Correction: This article incorrectly said the McIntosh High School team won the championship in the two-person policy forum debate at the Georgia Forensic Coaches Association state tournament in early March. Instead, the Starr’s Mill High School team of Tyler Holt and Madison Hynson (shown in the featured photo above) won the championship.
The McIntosh team was eliminated in the Round of 16 by a team from Carrollton High School.
A reverent Jewish boy and an observant Muslim girl in Fayette County teamed up to compete in the state debate championship tournament for McIntosh High School on March 2 and 3 at Lassiter High School in East Cobb.
Samuel Ellis is a senior at McIntosh High and has lived in Fayette County for 15 years. His father, Ralph, is a pilot at Delta Air Lines, and his mother, Angela is the temple administrator at Congregation B’nai Israel. His sister, Abigail, attends the University of Georgia.
Afra Abdul is a junior at McIntosh. She has lived in Peachtree City for five years and calls it a “wonderful place to grow up.”

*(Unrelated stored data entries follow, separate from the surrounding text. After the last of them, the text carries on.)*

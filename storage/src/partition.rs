//! Partition metadata and sidecar parsing

use serde::{Deserialize, Serialize};
use std::ffi::OsString;
use std::fs;
use std::path::{Path, PathBuf};
use tracing::debug;

/// Metadata describing one tick partition file
#[derive(Debug, Default, Clone, PartialEq, Eq, Serialize, Deserialize)]
pub struct PartitionMeta {
    /// Path of the partition file
    pub file_path: PathBuf,
    /// Trading day parsed from the partition path
    pub trading_day: String,
    /// Instrument parsed from the partition path
    pub instrument_id: String,
    /// Smallest tick timestamp in the partition (0 = unknown)
    pub min_ts_ns: i64,
    /// Largest tick timestamp in the partition (0 = unknown)
    pub max_ts_ns: i64,
    /// Number of rows in the partition (0 = unknown)
    pub row_count: u64,
}

impl PartitionMeta {
    /// Whether the partition's time bounds intersect `[start_ns, end_ns]`.
    ///
    /// Partitions with both bounds zero have an unknown range and are
    /// always considered overlapping.
    #[must_use]
    pub fn overlaps(&self, start_ns: i64, end_ns: i64) -> bool {
        if self.min_ts_ns == 0 && self.max_ts_ns == 0 {
            return true;
        }
        self.max_ts_ns >= start_ns && self.min_ts_ns <= end_ns
    }

    /// Path of a sidecar derived by appending `suffix` to the file path
    #[must_use]
    pub fn sidecar_path(&self, suffix: &str) -> PathBuf {
        let mut os: OsString = self.file_path.clone().into_os_string();
        os.push(suffix);
        PathBuf::from(os)
    }
}

/// Extract the value of a `key=value` path segment, if it carries `key`
pub(crate) fn partition_key_value<'a>(segment: &'a str, key: &str) -> Option<&'a str> {
    let (seg_key, value) = segment.split_once('=')?;
    if seg_key == key && !value.is_empty() {
        Some(value)
    } else {
        None
    }
}

/// Fold the `.meta` sidecar into `meta`; malformed lines are skipped
pub(crate) fn read_sidecar_meta(path: &Path, meta: &mut PartitionMeta) {
    let Ok(text) = fs::read_to_string(path) else {
        return;
    };
    for line in text.lines() {
        let Some((key, value)) = line.split_once('=') else {
            continue;
        };
        match key {
            "min_ts_ns" => {
                if let Ok(parsed) = value.trim().parse() {
                    meta.min_ts_ns = parsed;
                }
            }
            "max_ts_ns" => {
                if let Ok(parsed) = value.trim().parse() {
                    meta.max_ts_ns = parsed;
                }
            }
            "row_count" => {
                if let Ok(parsed) = value.trim().parse() {
                    meta.row_count = parsed;
                }
            }
            other => debug!(key = other, "ignoring unknown sidecar meta key"),
        }
    }
}

/// Sort partitions by `(min_ts_ns, file_path)`
pub(crate) fn sort_partitions(partitions: &mut [PartitionMeta]) {
    partitions.sort_by(|left, right| {
        left.min_ts_ns
            .cmp(&right.min_ts_ns)
            .then_with(|| left.file_path.cmp(&right.file_path))
    });
}
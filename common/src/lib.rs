//! Core types shared across the backtesting platform

#![deny(warnings)]
#![deny(clippy::all)]
#![deny(missing_docs)]
#![forbid(unsafe_code)]

pub mod fixed;
pub mod market;
pub mod orders;
pub mod time;

pub use fixed::{RoundingMode, rescale, to_f64, to_scaled};
pub use market::{Bar, Tick};
pub use orders::{
    OffsetFlag, Order, OrderIntent, OrderStatus, OrderType, Position, Side, Trade,
};
pub use time::{TimeError, Ts};
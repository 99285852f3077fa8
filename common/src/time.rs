//! Nanosecond timestamps with SQL-style parse and format

use chrono::{DateTime, NaiveDate, NaiveDateTime, NaiveTime, Utc};
use serde::{Deserialize, Serialize};
use std::fmt;
use thiserror::Error;

/// Errors raised by timestamp parsing
#[derive(Debug, Error)]
pub enum TimeError {
    /// The text matched neither `YYYY-MM-DD HH:MM:SS` nor `YYYY-MM-DD`
    #[error("invalid timestamp format: {0}")]
    InvalidFormat(String),
}

/// Timestamp in nanoseconds since the UNIX epoch
#[derive(
    Debug, Default, Clone, Copy, PartialEq, Eq, PartialOrd, Ord, Hash, Serialize, Deserialize,
)]
pub struct Ts(pub i64);

impl Ts {
    /// Get current wall-clock timestamp
    #[must_use]
    pub fn now() -> Self {
        Self(Utc::now().timestamp_nanos_opt().unwrap_or(0))
    }

    /// Create timestamp from nanoseconds
    #[must_use]
    pub const fn from_nanos(nanos: i64) -> Self {
        Self(nanos)
    }

    /// Get timestamp as nanoseconds
    #[must_use]
    pub const fn as_nanos(&self) -> i64 {
        self.0
    }

    /// Parse a SQL-style timestamp: `YYYY-MM-DD HH:MM:SS` or `YYYY-MM-DD`
    /// (midnight UTC). Anything else is `TimeError::InvalidFormat`.
    pub fn from_sql(text: &str) -> Result<Self, TimeError> {
        let naive = NaiveDateTime::parse_from_str(text, "%Y-%m-%d %H:%M:%S").or_else(|_| {
            NaiveDate::parse_from_str(text, "%Y-%m-%d").map(|date| date.and_time(NaiveTime::MIN))
        });
        let naive = naive.map_err(|_| TimeError::InvalidFormat(text.to_string()))?;
        naive
            .and_utc()
            .timestamp_nanos_opt()
            .map(Self)
            .ok_or_else(|| TimeError::InvalidFormat(text.to_string()))
    }

    /// Format as `YYYY-MM-DD HH:MM:SS` in UTC
    #[must_use]
    pub fn to_sql(&self) -> String {
        DateTime::<Utc>::from_timestamp_nanos(self.0)
            .format("%Y-%m-%d %H:%M:%S")
            .to_string()
    }
}

impl fmt::Display for Ts {
    fn fmt(&self, f: &mut fmt::Formatter<'_>) -> fmt::Result {
        write!(f, "{}ns", self.0)
    }
}
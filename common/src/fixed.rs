//! Scaled-integer decimal arithmetic with configurable rounding
//!
//! Prices and quantities are canonicalized as `i64` values scaled by a
//! power of ten. Conversions saturate at the `i64` range; negative scales
//! are treated as 0.

use serde::{Deserialize, Serialize};

/// Rounding behavior for scaled conversions
#[derive(Debug, Clone, Copy, PartialEq, Eq, Hash, Serialize, Deserialize)]
pub enum RoundingMode {
    /// Round half away from zero
    HalfUp,
    /// Round toward negative infinity
    Down,
    /// Round toward positive infinity
    Up,
}

fn pow10(scale: i32) -> i64 {
    if scale <= 0 {
        return 1;
    }
    let mut value = 1i64;
    for _ in 0..scale {
        if value > i64::MAX / 10 {
            return i64::MAX;
        }
        value *= 10;
    }
    value
}

#[allow(clippy::cast_possible_truncation)]
fn clamp_to_i64(value: f64) -> i64 {
    if value >= i64::MAX as f64 {
        return i64::MAX;
    }
    if value <= i64::MIN as f64 {
        return i64::MIN;
    }
    value as i64
}

fn round_with_mode(value: f64, mode: RoundingMode) -> i64 {
    match mode {
        RoundingMode::Down => clamp_to_i64(value.floor()),
        RoundingMode::Up => clamp_to_i64(value.ceil()),
        RoundingMode::HalfUp => {
            if value >= 0.0 {
                clamp_to_i64((value + 0.5).floor())
            } else {
                clamp_to_i64((value - 0.5).ceil())
            }
        }
    }
}

/// Convert a floating-point value to a scaled integer
#[must_use]
#[allow(clippy::cast_precision_loss)]
pub fn to_scaled(value: f64, scale: i32, mode: RoundingMode) -> i64 {
    let factor = pow10(scale.max(0)) as f64;
    round_with_mode(value * factor, mode)
}

/// Re-express a scaled value under a different scale
#[must_use]
pub fn rescale(scaled_value: i64, from_scale: i32, to_scale: i32, mode: RoundingMode) -> i64 {
    let safe_from = from_scale.max(0);
    let safe_to = to_scale.max(0);
    if safe_from == safe_to {
        return scaled_value;
    }
    to_scaled(to_f64(scaled_value, safe_from), safe_to, mode)
}

/// Convert a scaled integer back to floating point
#[must_use]
#[allow(clippy::cast_precision_loss)]
pub fn to_f64(scaled_value: i64, scale: i32) -> f64 {
    scaled_value as f64 / pow10(scale.max(0)) as f64
}
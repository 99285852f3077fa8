//! Backtest composition root: binds feed, strategy, and broker, and
//! records the result bundle

use crate::broker::{BrokerEvent, SimulatedBroker};
use crate::strategy::{Strategy, StrategyContext};
use common::{Order, Tick, Trade, Ts};
use feeds::DataFeed;
use serde::{Deserialize, Serialize};
use std::cell::RefCell;
use std::rc::Rc;
use tracing::info;

/// One sample of the balance-vs-time series
#[derive(Debug, Clone, PartialEq, Serialize, Deserialize)]
pub struct EquityPoint {
    /// Timestamp of the dispatched tick
    pub time: Ts,
    /// Account balance after the tick was processed
    pub balance: f64,
}

/// Chronological record of one backtest run
#[derive(Debug, Default, Clone, Serialize, Deserialize)]
pub struct BacktestResult {
    /// Every order state transition, in emission order
    pub orders: Vec<Order>,
    /// Every executed fill, in emission order
    pub trades: Vec<Trade>,
    /// Balance after each dispatched tick
    pub equity_curve: Vec<EquityPoint>,
}

struct EngineCore<S: Strategy> {
    strategy: S,
    ctx: StrategyContext,
    broker: Rc<RefCell<SimulatedBroker>>,
    result: BacktestResult,
}

impl<S: Strategy> EngineCore<S> {
    fn handle_tick(&mut self, tick: &Tick) {
        self.strategy.on_tick(tick, &mut self.ctx);
        self.dispatch_broker_events();

        self.broker.borrow_mut().on_tick(tick);
        self.dispatch_broker_events();

        let balance = self.broker.borrow().account_balance();
        self.result.equity_curve.push(EquityPoint {
            time: Ts::from_nanos(tick.ts_ns),
            balance,
        });
    }

    /// Forward queued broker updates into the result bundle and the
    /// strategy. Strategy callbacks may place further orders, so drain
    /// until the queue stays empty.
    fn dispatch_broker_events(&mut self) {
        loop {
            let events = self.broker.borrow_mut().drain_events();
            if events.is_empty() {
                break;
            }
            for event in events {
                match event {
                    BrokerEvent::Order(order) => {
                        self.result.orders.push(order.clone());
                        self.strategy.on_order(&order, &mut self.ctx);
                    }
                    BrokerEvent::Trade(trade) => {
                        self.result.trades.push(trade.clone());
                        self.strategy.on_trade(&trade, &mut self.ctx);
                    }
                }
            }
        }
    }
}

/// Drives one backtest run to completion
pub struct BacktestEngine<F: DataFeed, S: Strategy> {
    feed: F,
    core: Rc<RefCell<EngineCore<S>>>,
}

impl<F: DataFeed, S: Strategy + 'static> BacktestEngine<F, S> {
    /// Bind `strategy` to `broker` and `feed`
    pub fn new(feed: F, broker: SimulatedBroker, strategy: S) -> Self {
        let broker = Rc::new(RefCell::new(broker));
        let ctx = StrategyContext::bound(feed.control(), Rc::clone(&broker));
        let core = Rc::new(RefCell::new(EngineCore {
            strategy,
            ctx,
            broker,
            result: BacktestResult::default(),
        }));
        Self { feed, core }
    }

    /// Initialize the strategy, subscribe to every symbol, and replay
    /// the feed to exhaustion (or until stopped)
    pub fn run(&mut self) {
        info!("starting backtest run");
        {
            let mut guard = self.core.borrow_mut();
            let core = &mut *guard;
            core.strategy.initialize(&mut core.ctx);
            core.dispatch_broker_events();
        }

        let core = Rc::clone(&self.core);
        self.feed.subscribe(
            &[],
            Some(Box::new(move |tick: &Tick| {
                core.borrow_mut().handle_tick(tick);
            })),
            None,
        );
        self.feed.run();

        let core = self.core.borrow();
        info!(
            orders = core.result.orders.len(),
            trades = core.result.trades.len(),
            equity_points = core.result.equity_curve.len(),
            "backtest run complete"
        );
    }

    /// Snapshot of the result bundle
    #[must_use]
    pub fn result(&self) -> BacktestResult {
        self.core.borrow().result.clone()
    }

    /// Shared handle to the simulated broker (positions, balance)
    #[must_use]
    pub fn broker_handle(&self) -> Rc<RefCell<SimulatedBroker>> {
        Rc::clone(&self.core.borrow().broker)
    }

    /// Consume the engine, returning the result bundle without cloning
    /// when possible
    #[must_use]
    pub fn into_result(self) -> BacktestResult {
        drop(self.feed);
        match Rc::try_unwrap(self.core) {
            Ok(cell) => cell.into_inner().result,
            Err(core) => core.borrow().result.clone(),
        }
    }
}
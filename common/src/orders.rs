//! Order, trade, and position records exchanged between subsystems

use serde::{Deserialize, Serialize};

/// Order side
#[derive(Debug, Clone, Copy, PartialEq, Eq, Hash, Serialize, Deserialize)]
pub enum Side {
    /// Buying side
    Buy,
    /// Selling side
    Sell,
}

/// Intent of an order relative to the current position
#[derive(Debug, Clone, Copy, PartialEq, Eq, Hash, Serialize, Deserialize)]
pub enum OffsetFlag {
    /// Increase the position
    Open,
    /// Decrease the position
    Close,
    /// Decrease today's position
    CloseToday,
    /// Decrease yesterday's position
    CloseYesterday,
}

/// Order pricing type
#[derive(Debug, Clone, Copy, PartialEq, Eq, Hash, Serialize, Deserialize)]
pub enum OrderType {
    /// Fill at the prevailing quote
    Market,
    /// Fill only at the limit price or better
    Limit,
}

/// Order lifecycle state
#[derive(Debug, Clone, Copy, PartialEq, Eq, Hash, Serialize, Deserialize)]
pub enum OrderStatus {
    /// Accepted, nothing filled yet
    New,
    /// Some volume filled, remainder pending
    PartiallyFilled,
    /// Fully filled
    Filled,
    /// Canceled before completion
    Canceled,
    /// Refused by the broker
    Rejected,
}

/// A request to place an order
#[derive(Debug, Clone, PartialEq, Serialize, Deserialize)]
pub struct OrderIntent {
    /// Trading account identifier
    pub account_id: String,
    /// Caller-assigned order identifier
    pub client_order_id: String,
    /// Identifier of the originating strategy
    pub strategy_id: String,
    /// Instrument to trade
    pub instrument_id: String,
    /// Buy or sell
    pub side: Side,
    /// Open or close intent
    pub offset: OffsetFlag,
    /// Market or limit
    pub order_type: OrderType,
    /// Requested volume (must be positive)
    pub volume: i32,
    /// Limit price (ignored for market orders)
    pub price: f64,
    /// Intent creation time in nanoseconds since epoch
    pub ts_ns: i64,
    /// Correlation identifier for tracing
    pub trace_id: String,
}

/// An accepted order and its fill progress
#[derive(Debug, Clone, PartialEq, Serialize, Deserialize)]
pub struct Order {
    /// Broker-assigned order identifier
    pub order_id: String,
    /// Trading account identifier
    pub account_id: String,
    /// Caller-assigned order identifier
    pub client_order_id: String,
    /// Identifier of the originating strategy
    pub strategy_id: String,
    /// Instrument symbol
    pub symbol: String,
    /// Exchange identifier
    pub exchange: String,
    /// Buy or sell
    pub side: Side,
    /// Open or close intent
    pub offset: OffsetFlag,
    /// Market or limit
    pub order_type: OrderType,
    /// Limit price (ignored for market orders)
    pub price: f64,
    /// Requested volume
    pub quantity: i32,
    /// Volume filled so far
    pub filled_quantity: i32,
    /// Price of the most recent fill
    pub avg_fill_price: f64,
    /// Lifecycle state
    pub status: OrderStatus,
    /// Creation time in nanoseconds since epoch
    pub created_at_ns: i64,
    /// Last update time in nanoseconds since epoch
    pub updated_at_ns: i64,
    /// Correlation identifier for tracing
    pub trace_id: String,
}

/// An executed fill
#[derive(Debug, Clone, PartialEq, Serialize, Deserialize)]
pub struct Trade {
    /// Broker-assigned trade identifier
    pub trade_id: String,
    /// Identifier of the filled order
    pub order_id: String,
    /// Trading account identifier
    pub account_id: String,
    /// Identifier of the originating strategy
    pub strategy_id: String,
    /// Instrument symbol
    pub symbol: String,
    /// Exchange identifier
    pub exchange: String,
    /// Buy or sell
    pub side: Side,
    /// Open or close intent
    pub offset: OffsetFlag,
    /// Fill price
    pub price: f64,
    /// Fill volume
    pub quantity: i32,
    /// Fill time in nanoseconds since epoch
    pub trade_ts_ns: i64,
    /// Commission charged for this fill
    pub commission: f64,
}

/// Per-instrument position summary derived from open lots
#[derive(Debug, Default, Clone, PartialEq, Eq, Serialize, Deserialize)]
pub struct Position {
    /// Instrument symbol
    pub symbol: String,
    /// Outstanding long volume
    pub long_qty: i32,
    /// Outstanding short volume
    pub short_qty: i32,
}
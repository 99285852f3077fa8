//! Partitioned columnar tick store with time-window pruning
//!
//! Partitions are parquet files filed under `key=value` path segments
//! (`source`, `trading_day`, `instrument_id`), annotated by optional
//! `.meta` and `.ticks.csv` sidecars. The store registers or discovers
//! partition metadata, prunes by time window and instrument, and
//! materializes ticks in ascending timestamp order.

#![deny(warnings)]
#![deny(clippy::all)]
#![deny(missing_docs)]
#![forbid(unsafe_code)]

pub mod partition;
pub mod reader;
pub mod store;

pub use partition::PartitionMeta;
pub use store::PartitionedTickStore;
//! Market data records

use serde::{Deserialize, Serialize};

/// Level-1 market data sample with last trade and aggregate volumes
///
/// Missing bid/ask quotes are carried as `0.0` and substituted with
/// `last_price` by consumers.
#[derive(Debug, Default, Clone, PartialEq, Serialize, Deserialize)]
pub struct Tick {
    /// Instrument symbol
    pub symbol: String,
    /// Exchange identifier
    pub exchange: String,
    /// Event timestamp in nanoseconds since epoch
    pub ts_ns: i64,
    /// Last traded price
    pub last_price: f64,
    /// Volume of the last trade
    pub last_volume: i32,
    /// Best bid price (0.0 when unknown)
    pub bid_price1: f64,
    /// Volume at the best bid
    pub bid_volume1: i32,
    /// Best ask price (0.0 when unknown)
    pub ask_price1: f64,
    /// Volume at the best ask
    pub ask_volume1: i32,
    /// Cumulative session volume
    pub volume: i64,
    /// Cumulative session turnover
    pub turnover: f64,
    /// Open interest
    pub open_interest: i64,
}

impl Tick {
    /// Best bid, substituting `last_price` when the quote is missing
    #[must_use]
    pub fn bid_or_last(&self) -> f64 {
        if self.bid_price1 > 0.0 {
            self.bid_price1
        } else {
            self.last_price
        }
    }

    /// Best ask, substituting `last_price` when the quote is missing
    #[must_use]
    pub fn ask_or_last(&self) -> f64 {
        if self.ask_price1 > 0.0 {
            self.ask_price1
        } else {
            self.last_price
        }
    }
}

/// Aggregated OHLCV bar
#[derive(Debug, Default, Clone, PartialEq, Serialize, Deserialize)]
pub struct Bar {
    /// Instrument symbol
    pub symbol: String,
    /// Exchange identifier
    pub exchange: String,
    /// Bar open timestamp in nanoseconds since epoch
    pub ts_ns: i64,
    /// Open price
    pub open: f64,
    /// High price
    pub high: f64,
    /// Low price
    pub low: f64,
    /// Close price
    pub close: f64,
    /// Traded volume over the bar
    pub volume: i64,
}
//! Deterministic replay feed over the partitioned tick store

use crate::{BarCallback, DataFeed, FeedControl, MarketEvent, TickCallback};
use common::{Bar, Tick, Ts};
use std::cmp::{Ordering, Reverse};
use std::collections::BinaryHeap;
use std::sync::Arc;
use storage::PartitionedTickStore;
use tracing::{debug, info};

/// Heap entry ordered by `(ts_ns, seq)`; `seq` is the insertion counter
/// that makes timestamp ties stable.
#[derive(Debug)]
struct QueuedEvent {
    ts_ns: i64,
    seq: u64,
    event: MarketEvent,
}

impl PartialEq for QueuedEvent {
    fn eq(&self, other: &Self) -> bool {
        self.ts_ns == other.ts_ns && self.seq == other.seq
    }
}

impl Eq for QueuedEvent {}

impl PartialOrd for QueuedEvent {
    fn partial_cmp(&self, other: &Self) -> Option<Ordering> {
        Some(self.cmp(other))
    }
}

impl Ord for QueuedEvent {
    fn cmp(&self, other: &Self) -> Ordering {
        self.ts_ns
            .cmp(&other.ts_ns)
            .then_with(|| self.seq.cmp(&other.seq))
    }
}

/// Replays stored ticks through subscriber callbacks in time order
pub struct ReplayFeed {
    store: Arc<PartitionedTickStore>,
    start: Ts,
    end: Ts,
    control: Arc<FeedControl>,
    queue: BinaryHeap<Reverse<QueuedEvent>>,
    seq: u64,
    symbols: Vec<String>,
    on_tick: Option<TickCallback>,
    on_bar: Option<BarCallback>,
}

impl ReplayFeed {
    /// Create a replay feed over `store` bounded by `[start, end]`
    #[must_use]
    pub fn new(store: Arc<PartitionedTickStore>, start: Ts, end: Ts) -> Self {
        Self {
            store,
            start,
            end,
            control: Arc::new(FeedControl::new(start)),
            queue: BinaryHeap::new(),
            seq: 0,
            symbols: Vec::new(),
            on_tick: None,
            on_bar: None,
        }
    }

    /// Number of queued events awaiting dispatch
    #[must_use]
    pub fn pending_events(&self) -> usize {
        self.queue.len()
    }

    fn push_event(&mut self, event: MarketEvent) {
        let entry = QueuedEvent {
            ts_ns: event.ts_ns(),
            seq: self.seq,
            event,
        };
        self.seq += 1;
        self.queue.push(Reverse(entry));
    }

    fn reload(&mut self) {
        self.queue.clear();
        self.seq = 0;

        if self.symbols.is_empty() {
            let ticks = self.store.load_ticks(None, self.start, self.end);
            for tick in ticks {
                self.push_event(MarketEvent::Tick(tick));
            }
        } else {
            let symbols = self.symbols.clone();
            for symbol in &symbols {
                let ticks = self.store.load_ticks(Some(symbol), self.start, self.end);
                for tick in ticks {
                    self.push_event(MarketEvent::Tick(tick));
                }
            }
        }

        info!(events = self.queue.len(), "loaded replay queue");
    }
}

impl DataFeed for ReplayFeed {
    fn subscribe(
        &mut self,
        symbols: &[String],
        on_tick: Option<TickCallback>,
        on_bar: Option<BarCallback>,
    ) {
        self.symbols = symbols.to_vec();
        self.on_tick = on_tick;
        self.on_bar = on_bar;
        self.reload();
    }

    fn load_history_bars(&self, _symbol: &str, _start: Ts, _end: Ts, _timeframe: &str) -> Vec<Bar> {
        Vec::new()
    }

    fn load_history_ticks(&self, symbol: &str, start: Ts, end: Ts) -> Vec<Tick> {
        let filter = if symbol.is_empty() { None } else { Some(symbol) };
        self.store.load_ticks(filter, start, end)
    }

    fn run(&mut self) {
        self.control.set_running(true);
        while self.control.is_running() {
            let Some(Reverse(entry)) = self.queue.pop() else {
                break;
            };
            self.control.set_time(Ts::from_nanos(entry.ts_ns));
            match entry.event {
                MarketEvent::Tick(tick) => {
                    if let Some(callback) = self.on_tick.as_mut() {
                        callback(&tick);
                    }
                }
                MarketEvent::Bar(bar) => {
                    if let Some(callback) = self.on_bar.as_mut() {
                        callback(&bar);
                    }
                }
            }
        }
        self.control.set_running(false);
        debug!(pending = self.queue.len(), "replay loop finished");
    }

    fn stop(&self) {
        self.control.stop();
    }

    fn current_time(&self) -> Ts {
        self.control.current_time()
    }

    fn is_live(&self) -> bool {
        false
    }

    fn control(&self) -> Arc<FeedControl> {
        Arc::clone(&self.control)
    }
}
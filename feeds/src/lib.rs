//! Market data feeds
//!
//! Organized structure:
//! - replay: deterministic replay over the partitioned tick store
//! - live: blocking stub satisfying the common feed interface
//! - `FeedControl`: shared run-flag and clock visible to strategy handles

#![deny(warnings)]
#![deny(clippy::all)]

use common::{Bar, Tick, Ts};
use parking_lot::{Condvar, Mutex};
use serde::{Deserialize, Serialize};
use std::sync::Arc;
use std::sync::atomic::{AtomicBool, AtomicI64, Ordering};

pub mod live;
pub mod replay;

pub use live::LiveFeed;
pub use replay::ReplayFeed;

/// Callback invoked for every dispatched tick
pub type TickCallback = Box<dyn FnMut(&Tick)>;
/// Callback invoked for every dispatched bar
pub type BarCallback = Box<dyn FnMut(&Bar)>;

/// Event delivered by a feed, ordered by timestamp
#[derive(Debug, Clone, Serialize, Deserialize)]
pub enum MarketEvent {
    /// Level-1 tick
    Tick(Tick),
    /// Aggregated bar
    Bar(Bar),
}

impl MarketEvent {
    /// Event timestamp in nanoseconds since epoch
    #[must_use]
    pub fn ts_ns(&self) -> i64 {
        match self {
            Self::Tick(tick) => tick.ts_ns,
            Self::Bar(bar) => bar.ts_ns,
        }
    }
}

/// Common capability set of replay and live feeds
pub trait DataFeed {
    /// Replace the subscription: symbols of interest (empty = all) and
    /// the per-event callbacks
    fn subscribe(
        &mut self,
        symbols: &[String],
        on_tick: Option<TickCallback>,
        on_bar: Option<BarCallback>,
    );

    /// Historical bars for `symbol` within `[start, end]`
    fn load_history_bars(&self, symbol: &str, start: Ts, end: Ts, timeframe: &str) -> Vec<Bar>;

    /// Historical ticks for `symbol` within `[start, end]`
    fn load_history_ticks(&self, symbol: &str, start: Ts, end: Ts) -> Vec<Tick>;

    /// Dispatch events until exhausted or stopped
    fn run(&mut self);

    /// Request cooperative termination; honored before the next dispatch
    fn stop(&self);

    /// Timestamp of the last dispatched event
    fn current_time(&self) -> Ts;

    /// Whether this feed delivers live (non-replayed) data
    fn is_live(&self) -> bool;

    /// Shared run-flag and clock, safe to hold across the run loop
    fn control(&self) -> Arc<FeedControl>;
}

/// Run-flag and clock shared between a feed and its consumers
///
/// The flag is atomic so `stop` may be called from a dispatch callback or
/// from another thread; the wait/notify pair only serves the blocking
/// live feed.
#[derive(Debug)]
pub struct FeedControl {
    running: AtomicBool,
    now_ns: AtomicI64,
    lock: Mutex<()>,
    signal: Condvar,
}

impl FeedControl {
    /// Create a control starting at `start` with the run flag clear
    #[must_use]
    pub fn new(start: Ts) -> Self {
        Self {
            running: AtomicBool::new(false),
            now_ns: AtomicI64::new(start.as_nanos()),
            lock: Mutex::new(()),
            signal: Condvar::new(),
        }
    }

    /// Whether the owning feed is running
    #[must_use]
    pub fn is_running(&self) -> bool {
        self.running.load(Ordering::Acquire)
    }

    /// Clear the run flag and wake any blocked `run`
    pub fn stop(&self) {
        self.running.store(false, Ordering::Release);
        let _guard = self.lock.lock();
        self.signal.notify_all();
    }

    /// Timestamp of the last dispatched event
    #[must_use]
    pub fn current_time(&self) -> Ts {
        Ts::from_nanos(self.now_ns.load(Ordering::Acquire))
    }

    pub(crate) fn set_running(&self, running: bool) {
        self.running.store(running, Ordering::Release);
    }

    pub(crate) fn set_time(&self, time: Ts) {
        self.now_ns.store(time.as_nanos(), Ordering::Release);
    }

    pub(crate) fn wait_until_stopped(&self) {
        let mut guard = self.lock.lock();
        while self.is_running() {
            self.signal.wait(&mut guard);
        }
    }
}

Her parents, Ahmed and Thasneem, hail from India and arrived in the United States in the 1990s. Ahmed is an IT manager at Hyundai, and Thasneem is an auditor. She has a brother, Hassan, 11, a sixth-grader at Booth Middle School.
Both high school students are described by their inspirational debate coach and teacher, Abel Ward, as self-motivated and curious people “who truly embrace all sides of an issue, regardless of their personal beliefs.”
Afra has a passion for the medical field and joined the debate team as a freshman.
“It actually was an accident,” Afra said with a smile. “I walked into the wrong club and was too shy to leave.”
She was hooked after she attended the first debate match of the team, made up of approximately 30 high school students. She also enjoys reading and writing and is encouraged by her grandfather Muhammed Metha, who is a published poet in India.
Samuel, the first Jewish student to be elected student government president at McIntosh, has been debating the past four years and is enthralled with all things political and judicial. After school, he serves as an intern for state Judge Jason B. Thompson.
Samuel was featured in the AJT two years ago as a diligent Eagle Scout candidate who was designing and overseeing the construction of a beautiful mosaic at B’nai Israel in Fayetteville. He has completed the project and earned his status as an Eagle Scout.
The March debate tournament, in which the pair finished 4-2 in the preliminary rounds to qualify for the octofinals as the sixth seed, focused on the topic of whether the executive branch has too much power to authorize military force.
Depending on the flip of a coin, each student is required to argue for or against the thesis, then field questions from competitors.
Afra and Samuel work in sync. One opens while the other listens carefully to each line to defend the argument and rebut opponents. One summarizes, and the other tries to convince the judges why their team won the question. It may seem confusing to observe, but Afra and Samuel have debate down to a science.
To prepare, Afra tries to imagine what points her opponent will make or questions she and Samuel might confront. Samuel tries to think of cutting-edge and unusual facts that could bewilder their opponents.
Both Samuel and Afra are open and genuine about their background and religions.
Asked about how their different backgrounds affect their alliance, Afra laughed and said she tries to match her hijab with his bowtie.
Samuel said Afra is the best debate partner he has ever had. It is “never the person; it’s the personality,” he said. “Our goal is to be on the same page, and judges see how well we work together.”
Afra added, “Sam has my back, and I always have his.”